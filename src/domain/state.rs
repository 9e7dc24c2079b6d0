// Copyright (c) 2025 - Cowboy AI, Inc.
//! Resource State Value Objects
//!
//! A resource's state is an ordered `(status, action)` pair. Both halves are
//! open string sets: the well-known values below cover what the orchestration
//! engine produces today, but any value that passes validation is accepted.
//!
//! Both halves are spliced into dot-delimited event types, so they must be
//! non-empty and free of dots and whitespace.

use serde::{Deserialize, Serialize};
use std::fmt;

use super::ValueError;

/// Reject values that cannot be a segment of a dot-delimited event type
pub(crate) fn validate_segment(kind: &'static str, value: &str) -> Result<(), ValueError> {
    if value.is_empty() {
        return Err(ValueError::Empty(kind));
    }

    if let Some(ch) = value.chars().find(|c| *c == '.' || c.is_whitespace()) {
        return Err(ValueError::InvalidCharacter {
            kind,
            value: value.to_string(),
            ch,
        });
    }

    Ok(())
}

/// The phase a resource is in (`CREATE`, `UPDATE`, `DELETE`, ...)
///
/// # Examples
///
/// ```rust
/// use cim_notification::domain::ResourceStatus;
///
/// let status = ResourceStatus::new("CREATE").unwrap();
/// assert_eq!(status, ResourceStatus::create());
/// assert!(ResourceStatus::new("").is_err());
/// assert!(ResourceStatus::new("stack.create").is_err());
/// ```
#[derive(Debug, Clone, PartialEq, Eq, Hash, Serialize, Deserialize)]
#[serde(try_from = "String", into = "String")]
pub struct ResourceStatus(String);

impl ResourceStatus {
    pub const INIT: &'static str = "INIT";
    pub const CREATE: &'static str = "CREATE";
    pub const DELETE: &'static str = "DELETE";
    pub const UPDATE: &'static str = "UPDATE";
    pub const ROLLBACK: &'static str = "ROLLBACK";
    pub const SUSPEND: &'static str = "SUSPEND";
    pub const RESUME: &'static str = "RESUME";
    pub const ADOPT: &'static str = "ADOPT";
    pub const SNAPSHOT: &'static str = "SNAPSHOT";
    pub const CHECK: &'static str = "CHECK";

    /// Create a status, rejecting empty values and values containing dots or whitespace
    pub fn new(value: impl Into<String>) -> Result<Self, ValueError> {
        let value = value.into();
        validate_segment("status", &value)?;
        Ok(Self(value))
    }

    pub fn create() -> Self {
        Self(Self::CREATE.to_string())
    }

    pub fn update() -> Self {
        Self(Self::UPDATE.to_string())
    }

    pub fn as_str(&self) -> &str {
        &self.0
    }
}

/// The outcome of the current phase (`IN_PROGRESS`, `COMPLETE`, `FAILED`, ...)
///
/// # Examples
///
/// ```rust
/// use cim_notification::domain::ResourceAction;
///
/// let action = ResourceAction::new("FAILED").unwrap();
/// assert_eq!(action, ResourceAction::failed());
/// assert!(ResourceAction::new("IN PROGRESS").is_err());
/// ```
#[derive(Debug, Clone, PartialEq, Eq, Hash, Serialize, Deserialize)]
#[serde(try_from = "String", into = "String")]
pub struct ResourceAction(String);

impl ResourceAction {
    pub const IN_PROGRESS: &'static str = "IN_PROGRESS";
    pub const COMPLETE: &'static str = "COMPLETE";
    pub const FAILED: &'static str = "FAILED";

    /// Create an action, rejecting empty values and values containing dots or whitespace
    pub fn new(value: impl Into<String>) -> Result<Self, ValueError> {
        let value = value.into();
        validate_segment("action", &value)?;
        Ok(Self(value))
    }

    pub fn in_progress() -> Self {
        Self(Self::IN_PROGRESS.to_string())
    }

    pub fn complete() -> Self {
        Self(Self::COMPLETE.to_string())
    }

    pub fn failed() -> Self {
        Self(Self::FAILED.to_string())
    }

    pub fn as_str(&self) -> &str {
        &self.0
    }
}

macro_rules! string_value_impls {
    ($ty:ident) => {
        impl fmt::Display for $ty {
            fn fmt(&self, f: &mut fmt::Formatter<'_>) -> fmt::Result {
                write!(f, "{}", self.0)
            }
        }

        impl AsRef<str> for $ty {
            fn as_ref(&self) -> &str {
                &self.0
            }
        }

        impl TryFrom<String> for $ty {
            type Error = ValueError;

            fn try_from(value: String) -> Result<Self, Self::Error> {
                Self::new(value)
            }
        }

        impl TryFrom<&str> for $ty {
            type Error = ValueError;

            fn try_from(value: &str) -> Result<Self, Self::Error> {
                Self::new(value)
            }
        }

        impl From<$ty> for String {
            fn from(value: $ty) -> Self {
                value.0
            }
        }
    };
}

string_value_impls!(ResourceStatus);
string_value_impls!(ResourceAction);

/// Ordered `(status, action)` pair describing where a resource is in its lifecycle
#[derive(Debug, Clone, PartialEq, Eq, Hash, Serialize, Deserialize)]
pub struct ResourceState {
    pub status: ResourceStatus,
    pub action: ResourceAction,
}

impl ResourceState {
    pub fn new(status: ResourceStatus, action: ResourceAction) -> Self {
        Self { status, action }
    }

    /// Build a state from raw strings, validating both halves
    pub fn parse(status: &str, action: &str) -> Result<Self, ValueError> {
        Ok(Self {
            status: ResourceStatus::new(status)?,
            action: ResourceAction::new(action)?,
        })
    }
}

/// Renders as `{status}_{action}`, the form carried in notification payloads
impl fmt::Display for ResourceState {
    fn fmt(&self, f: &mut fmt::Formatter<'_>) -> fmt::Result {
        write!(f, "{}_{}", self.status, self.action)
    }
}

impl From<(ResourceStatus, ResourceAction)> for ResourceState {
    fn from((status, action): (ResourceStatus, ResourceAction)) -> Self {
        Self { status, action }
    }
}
...
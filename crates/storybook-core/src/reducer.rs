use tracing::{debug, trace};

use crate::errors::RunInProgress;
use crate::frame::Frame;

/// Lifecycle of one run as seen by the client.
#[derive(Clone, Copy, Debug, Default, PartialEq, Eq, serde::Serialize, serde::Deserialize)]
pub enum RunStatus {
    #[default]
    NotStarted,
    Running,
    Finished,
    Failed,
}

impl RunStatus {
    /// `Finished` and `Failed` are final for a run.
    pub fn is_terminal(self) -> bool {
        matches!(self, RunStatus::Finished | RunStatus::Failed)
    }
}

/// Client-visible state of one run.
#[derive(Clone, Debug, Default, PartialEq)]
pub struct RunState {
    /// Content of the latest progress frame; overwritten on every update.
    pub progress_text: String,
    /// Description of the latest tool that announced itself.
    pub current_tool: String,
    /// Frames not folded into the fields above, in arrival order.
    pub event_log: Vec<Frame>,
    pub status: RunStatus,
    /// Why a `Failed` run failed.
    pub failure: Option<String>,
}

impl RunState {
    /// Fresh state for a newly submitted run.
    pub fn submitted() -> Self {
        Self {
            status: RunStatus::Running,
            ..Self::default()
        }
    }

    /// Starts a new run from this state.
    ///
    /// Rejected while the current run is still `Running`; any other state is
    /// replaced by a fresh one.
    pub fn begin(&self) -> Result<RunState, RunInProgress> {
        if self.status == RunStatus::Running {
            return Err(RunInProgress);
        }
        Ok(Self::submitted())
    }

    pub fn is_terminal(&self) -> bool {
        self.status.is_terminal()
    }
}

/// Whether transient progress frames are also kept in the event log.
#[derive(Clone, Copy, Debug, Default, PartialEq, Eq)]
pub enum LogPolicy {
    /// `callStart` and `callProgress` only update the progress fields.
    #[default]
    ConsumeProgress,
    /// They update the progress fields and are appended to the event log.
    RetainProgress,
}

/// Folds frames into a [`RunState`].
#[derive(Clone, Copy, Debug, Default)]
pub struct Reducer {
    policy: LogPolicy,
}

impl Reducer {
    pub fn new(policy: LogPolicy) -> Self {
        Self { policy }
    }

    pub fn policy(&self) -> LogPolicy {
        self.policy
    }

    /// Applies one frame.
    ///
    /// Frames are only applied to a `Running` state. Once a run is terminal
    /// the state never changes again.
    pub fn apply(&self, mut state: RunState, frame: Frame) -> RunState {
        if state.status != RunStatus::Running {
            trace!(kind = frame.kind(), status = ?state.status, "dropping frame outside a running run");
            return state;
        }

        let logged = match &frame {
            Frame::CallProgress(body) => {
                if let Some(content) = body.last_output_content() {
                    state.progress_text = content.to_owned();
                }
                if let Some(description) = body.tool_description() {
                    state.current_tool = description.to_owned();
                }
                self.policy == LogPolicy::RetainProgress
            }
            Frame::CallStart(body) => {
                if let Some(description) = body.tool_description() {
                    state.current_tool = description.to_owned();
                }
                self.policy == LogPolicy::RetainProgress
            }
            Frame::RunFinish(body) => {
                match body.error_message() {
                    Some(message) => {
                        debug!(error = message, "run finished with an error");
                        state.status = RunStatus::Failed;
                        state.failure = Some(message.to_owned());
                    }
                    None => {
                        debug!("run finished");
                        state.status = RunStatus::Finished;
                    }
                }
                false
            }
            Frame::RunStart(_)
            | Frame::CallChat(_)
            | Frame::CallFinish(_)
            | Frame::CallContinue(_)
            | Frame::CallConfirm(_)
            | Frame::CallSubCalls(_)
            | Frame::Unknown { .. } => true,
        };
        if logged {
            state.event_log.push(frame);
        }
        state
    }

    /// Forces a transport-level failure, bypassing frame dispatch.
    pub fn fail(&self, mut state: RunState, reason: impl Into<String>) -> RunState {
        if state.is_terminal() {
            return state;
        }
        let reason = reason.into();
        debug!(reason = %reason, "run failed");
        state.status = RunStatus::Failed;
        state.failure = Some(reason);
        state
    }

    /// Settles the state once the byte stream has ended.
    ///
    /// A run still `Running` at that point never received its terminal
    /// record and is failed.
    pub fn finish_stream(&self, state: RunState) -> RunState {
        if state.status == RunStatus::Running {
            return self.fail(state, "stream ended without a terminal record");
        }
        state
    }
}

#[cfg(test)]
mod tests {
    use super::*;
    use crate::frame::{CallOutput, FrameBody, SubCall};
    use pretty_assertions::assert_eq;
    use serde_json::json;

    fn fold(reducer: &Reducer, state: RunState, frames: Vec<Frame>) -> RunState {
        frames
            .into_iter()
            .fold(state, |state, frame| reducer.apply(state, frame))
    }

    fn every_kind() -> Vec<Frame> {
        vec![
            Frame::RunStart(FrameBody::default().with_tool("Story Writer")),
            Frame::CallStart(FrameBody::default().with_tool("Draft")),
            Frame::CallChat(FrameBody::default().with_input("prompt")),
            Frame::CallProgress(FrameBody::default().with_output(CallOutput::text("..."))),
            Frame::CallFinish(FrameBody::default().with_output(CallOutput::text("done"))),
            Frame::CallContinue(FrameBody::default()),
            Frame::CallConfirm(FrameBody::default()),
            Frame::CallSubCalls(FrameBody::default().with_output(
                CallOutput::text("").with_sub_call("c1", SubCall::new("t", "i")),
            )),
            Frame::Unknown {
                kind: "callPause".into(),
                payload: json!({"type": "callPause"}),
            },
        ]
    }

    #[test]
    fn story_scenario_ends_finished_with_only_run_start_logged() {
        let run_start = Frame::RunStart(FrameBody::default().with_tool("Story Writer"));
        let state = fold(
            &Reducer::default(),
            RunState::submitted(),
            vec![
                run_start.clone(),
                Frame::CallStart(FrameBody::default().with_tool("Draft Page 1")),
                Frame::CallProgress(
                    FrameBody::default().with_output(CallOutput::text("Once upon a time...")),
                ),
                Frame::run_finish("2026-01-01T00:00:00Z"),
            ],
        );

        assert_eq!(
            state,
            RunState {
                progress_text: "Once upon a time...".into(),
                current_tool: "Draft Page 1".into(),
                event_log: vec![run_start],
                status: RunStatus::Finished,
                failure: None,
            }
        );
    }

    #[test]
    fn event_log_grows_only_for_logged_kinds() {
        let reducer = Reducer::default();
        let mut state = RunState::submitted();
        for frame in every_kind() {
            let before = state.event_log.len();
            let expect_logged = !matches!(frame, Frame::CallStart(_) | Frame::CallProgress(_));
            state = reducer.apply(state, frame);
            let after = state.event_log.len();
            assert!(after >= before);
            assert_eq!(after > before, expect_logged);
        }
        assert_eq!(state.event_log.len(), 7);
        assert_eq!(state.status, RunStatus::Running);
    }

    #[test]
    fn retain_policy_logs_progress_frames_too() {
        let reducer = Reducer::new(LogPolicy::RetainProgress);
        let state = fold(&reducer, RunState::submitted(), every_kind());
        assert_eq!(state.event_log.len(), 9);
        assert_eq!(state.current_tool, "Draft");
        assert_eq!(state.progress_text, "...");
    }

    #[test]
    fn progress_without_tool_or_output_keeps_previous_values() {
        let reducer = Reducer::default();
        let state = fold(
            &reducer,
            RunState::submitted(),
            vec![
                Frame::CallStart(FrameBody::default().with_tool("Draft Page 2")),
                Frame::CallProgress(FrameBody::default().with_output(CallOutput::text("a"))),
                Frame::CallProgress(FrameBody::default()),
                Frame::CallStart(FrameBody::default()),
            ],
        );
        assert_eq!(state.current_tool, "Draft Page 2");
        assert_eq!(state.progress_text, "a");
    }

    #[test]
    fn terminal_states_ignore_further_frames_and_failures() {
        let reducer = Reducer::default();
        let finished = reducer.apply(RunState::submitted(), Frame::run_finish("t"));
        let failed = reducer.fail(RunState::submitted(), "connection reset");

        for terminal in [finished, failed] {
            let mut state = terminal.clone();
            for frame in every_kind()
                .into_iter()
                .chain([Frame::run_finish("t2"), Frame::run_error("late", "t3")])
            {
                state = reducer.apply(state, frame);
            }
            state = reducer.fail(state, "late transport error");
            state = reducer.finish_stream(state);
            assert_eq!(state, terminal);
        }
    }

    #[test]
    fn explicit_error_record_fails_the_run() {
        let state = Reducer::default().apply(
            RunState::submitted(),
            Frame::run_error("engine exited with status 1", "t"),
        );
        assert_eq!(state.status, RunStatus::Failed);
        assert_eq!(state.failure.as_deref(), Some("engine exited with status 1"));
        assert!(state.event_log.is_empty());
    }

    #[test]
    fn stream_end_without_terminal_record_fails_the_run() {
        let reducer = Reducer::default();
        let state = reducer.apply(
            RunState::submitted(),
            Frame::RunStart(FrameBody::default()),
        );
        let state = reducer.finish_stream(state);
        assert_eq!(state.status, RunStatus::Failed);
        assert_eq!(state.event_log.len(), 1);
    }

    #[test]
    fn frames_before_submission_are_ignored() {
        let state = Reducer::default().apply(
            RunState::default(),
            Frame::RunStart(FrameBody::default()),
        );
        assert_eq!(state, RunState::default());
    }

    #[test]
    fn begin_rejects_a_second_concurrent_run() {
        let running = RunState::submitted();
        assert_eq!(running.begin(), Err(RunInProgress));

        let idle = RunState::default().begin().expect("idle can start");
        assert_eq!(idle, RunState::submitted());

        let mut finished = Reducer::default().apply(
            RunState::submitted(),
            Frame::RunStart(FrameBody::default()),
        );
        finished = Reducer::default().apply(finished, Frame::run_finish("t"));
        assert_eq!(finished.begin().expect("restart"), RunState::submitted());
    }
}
* * *
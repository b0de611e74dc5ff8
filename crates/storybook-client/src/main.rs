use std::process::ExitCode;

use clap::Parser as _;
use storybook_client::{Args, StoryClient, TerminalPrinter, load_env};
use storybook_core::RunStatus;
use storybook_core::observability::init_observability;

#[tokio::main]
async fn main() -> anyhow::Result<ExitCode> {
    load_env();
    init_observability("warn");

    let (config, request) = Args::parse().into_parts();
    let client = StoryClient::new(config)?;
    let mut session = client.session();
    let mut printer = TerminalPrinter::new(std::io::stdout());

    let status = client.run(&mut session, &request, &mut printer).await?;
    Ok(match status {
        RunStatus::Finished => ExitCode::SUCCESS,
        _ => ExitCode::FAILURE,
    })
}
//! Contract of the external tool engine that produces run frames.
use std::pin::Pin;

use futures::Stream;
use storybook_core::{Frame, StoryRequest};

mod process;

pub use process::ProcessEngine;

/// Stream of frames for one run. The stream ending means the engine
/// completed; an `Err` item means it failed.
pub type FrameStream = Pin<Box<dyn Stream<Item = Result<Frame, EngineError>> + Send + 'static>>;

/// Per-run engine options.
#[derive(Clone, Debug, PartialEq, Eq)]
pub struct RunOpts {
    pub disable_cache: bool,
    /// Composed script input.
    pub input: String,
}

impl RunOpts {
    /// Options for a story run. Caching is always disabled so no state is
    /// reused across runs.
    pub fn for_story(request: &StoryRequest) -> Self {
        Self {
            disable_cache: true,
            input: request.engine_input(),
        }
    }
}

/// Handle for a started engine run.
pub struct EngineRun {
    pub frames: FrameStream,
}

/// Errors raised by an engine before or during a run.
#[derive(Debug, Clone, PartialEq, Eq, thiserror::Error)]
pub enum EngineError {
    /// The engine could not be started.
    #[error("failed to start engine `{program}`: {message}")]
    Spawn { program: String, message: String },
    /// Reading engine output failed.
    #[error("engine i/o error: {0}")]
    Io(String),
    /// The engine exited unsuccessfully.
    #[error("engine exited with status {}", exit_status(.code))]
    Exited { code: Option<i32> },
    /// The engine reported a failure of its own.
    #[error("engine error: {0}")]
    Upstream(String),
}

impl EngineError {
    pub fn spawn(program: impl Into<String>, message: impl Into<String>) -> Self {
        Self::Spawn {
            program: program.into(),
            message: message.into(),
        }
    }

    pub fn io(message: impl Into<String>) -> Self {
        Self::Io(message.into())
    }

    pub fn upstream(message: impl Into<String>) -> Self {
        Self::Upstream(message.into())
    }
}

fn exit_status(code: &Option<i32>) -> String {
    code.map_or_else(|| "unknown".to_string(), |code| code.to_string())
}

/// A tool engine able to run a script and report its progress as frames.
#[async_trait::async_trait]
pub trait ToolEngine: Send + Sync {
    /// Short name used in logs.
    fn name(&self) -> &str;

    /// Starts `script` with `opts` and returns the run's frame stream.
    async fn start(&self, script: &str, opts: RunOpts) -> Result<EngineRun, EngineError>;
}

## EXERCISE
Only lines holding the word "PartialEq" are wanted; copy each one from the listing.

## TASK SOLUTION
#[derive(Debug, Clone, PartialEq, Eq, Hash, Serialize, Deserialize)]
#[derive(Debug, Clone, PartialEq, Eq, Hash, Serialize, Deserialize)]
#[derive(Debug, Clone, PartialEq, Eq, Hash, Serialize, Deserialize)]
#[derive(Clone, Copy, Debug, Default, PartialEq, Eq, serde::Serialize, serde::Deserialize)]
#[derive(Clone, Debug, Default, PartialEq)]
#[derive(Clone, Copy, Debug, Default, PartialEq, Eq)]
#[derive(Clone, Debug, PartialEq, Eq)]
#[derive(Debug, Clone, PartialEq, Eq, thiserror::Error)]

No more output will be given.